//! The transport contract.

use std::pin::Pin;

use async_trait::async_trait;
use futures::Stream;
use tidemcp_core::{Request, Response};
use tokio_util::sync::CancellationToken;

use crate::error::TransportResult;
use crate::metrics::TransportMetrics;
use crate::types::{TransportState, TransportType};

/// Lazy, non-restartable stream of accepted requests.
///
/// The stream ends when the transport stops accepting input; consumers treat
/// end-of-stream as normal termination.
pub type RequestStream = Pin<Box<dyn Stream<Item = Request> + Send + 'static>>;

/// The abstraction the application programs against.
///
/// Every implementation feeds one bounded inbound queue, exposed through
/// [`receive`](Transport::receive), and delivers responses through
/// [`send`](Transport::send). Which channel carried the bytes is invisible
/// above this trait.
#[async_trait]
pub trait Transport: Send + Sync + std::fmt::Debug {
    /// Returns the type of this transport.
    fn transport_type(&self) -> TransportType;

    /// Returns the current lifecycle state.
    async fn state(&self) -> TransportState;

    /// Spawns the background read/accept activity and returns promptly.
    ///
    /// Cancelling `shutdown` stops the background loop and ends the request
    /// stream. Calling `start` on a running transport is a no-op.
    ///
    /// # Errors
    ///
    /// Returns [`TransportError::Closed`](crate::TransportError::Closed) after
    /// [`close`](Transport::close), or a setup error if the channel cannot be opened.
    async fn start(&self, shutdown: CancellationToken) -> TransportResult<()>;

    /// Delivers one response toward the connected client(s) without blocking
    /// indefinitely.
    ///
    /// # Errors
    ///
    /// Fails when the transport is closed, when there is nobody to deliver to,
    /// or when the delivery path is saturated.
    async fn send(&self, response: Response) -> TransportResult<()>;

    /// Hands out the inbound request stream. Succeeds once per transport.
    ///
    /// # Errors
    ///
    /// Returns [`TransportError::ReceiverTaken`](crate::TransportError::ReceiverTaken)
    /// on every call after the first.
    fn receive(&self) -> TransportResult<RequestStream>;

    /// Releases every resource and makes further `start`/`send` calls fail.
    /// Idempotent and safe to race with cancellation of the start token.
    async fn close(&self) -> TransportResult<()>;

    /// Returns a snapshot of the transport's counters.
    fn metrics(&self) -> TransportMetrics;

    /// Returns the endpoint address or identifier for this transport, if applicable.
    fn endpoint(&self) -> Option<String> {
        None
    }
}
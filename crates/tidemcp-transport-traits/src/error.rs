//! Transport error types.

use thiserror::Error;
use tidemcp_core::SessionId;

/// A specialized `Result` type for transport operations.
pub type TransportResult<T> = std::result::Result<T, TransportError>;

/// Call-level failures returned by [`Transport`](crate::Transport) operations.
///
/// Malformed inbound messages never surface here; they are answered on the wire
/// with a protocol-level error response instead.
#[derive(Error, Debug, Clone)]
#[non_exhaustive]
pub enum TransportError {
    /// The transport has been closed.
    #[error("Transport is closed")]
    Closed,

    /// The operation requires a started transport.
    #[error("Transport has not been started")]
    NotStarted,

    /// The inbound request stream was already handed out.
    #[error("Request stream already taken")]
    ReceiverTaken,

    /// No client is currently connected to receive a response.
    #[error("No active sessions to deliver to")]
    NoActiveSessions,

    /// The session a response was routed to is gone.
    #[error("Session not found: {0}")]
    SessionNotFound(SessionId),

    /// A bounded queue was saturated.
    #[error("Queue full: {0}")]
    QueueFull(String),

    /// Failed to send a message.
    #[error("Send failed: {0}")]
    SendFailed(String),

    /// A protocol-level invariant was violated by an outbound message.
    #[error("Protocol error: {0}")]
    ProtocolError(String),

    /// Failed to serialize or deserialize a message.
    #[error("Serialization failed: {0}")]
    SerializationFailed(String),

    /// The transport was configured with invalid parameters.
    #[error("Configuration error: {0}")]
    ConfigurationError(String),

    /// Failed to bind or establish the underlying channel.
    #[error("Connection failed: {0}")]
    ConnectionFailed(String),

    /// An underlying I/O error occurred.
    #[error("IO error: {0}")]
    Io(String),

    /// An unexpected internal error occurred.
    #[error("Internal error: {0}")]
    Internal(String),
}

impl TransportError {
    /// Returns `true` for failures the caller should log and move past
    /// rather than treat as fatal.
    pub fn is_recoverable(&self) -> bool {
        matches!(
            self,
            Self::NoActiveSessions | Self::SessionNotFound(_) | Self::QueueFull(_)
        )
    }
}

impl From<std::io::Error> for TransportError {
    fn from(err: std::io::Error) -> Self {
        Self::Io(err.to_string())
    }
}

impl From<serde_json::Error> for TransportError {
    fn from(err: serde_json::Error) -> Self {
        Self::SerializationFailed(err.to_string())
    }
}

○ ○ ○

Whenever a line in the records contains the word "saturated", copy that line.

    /// or when the delivery path is saturated.
    /// A bounded queue was saturated.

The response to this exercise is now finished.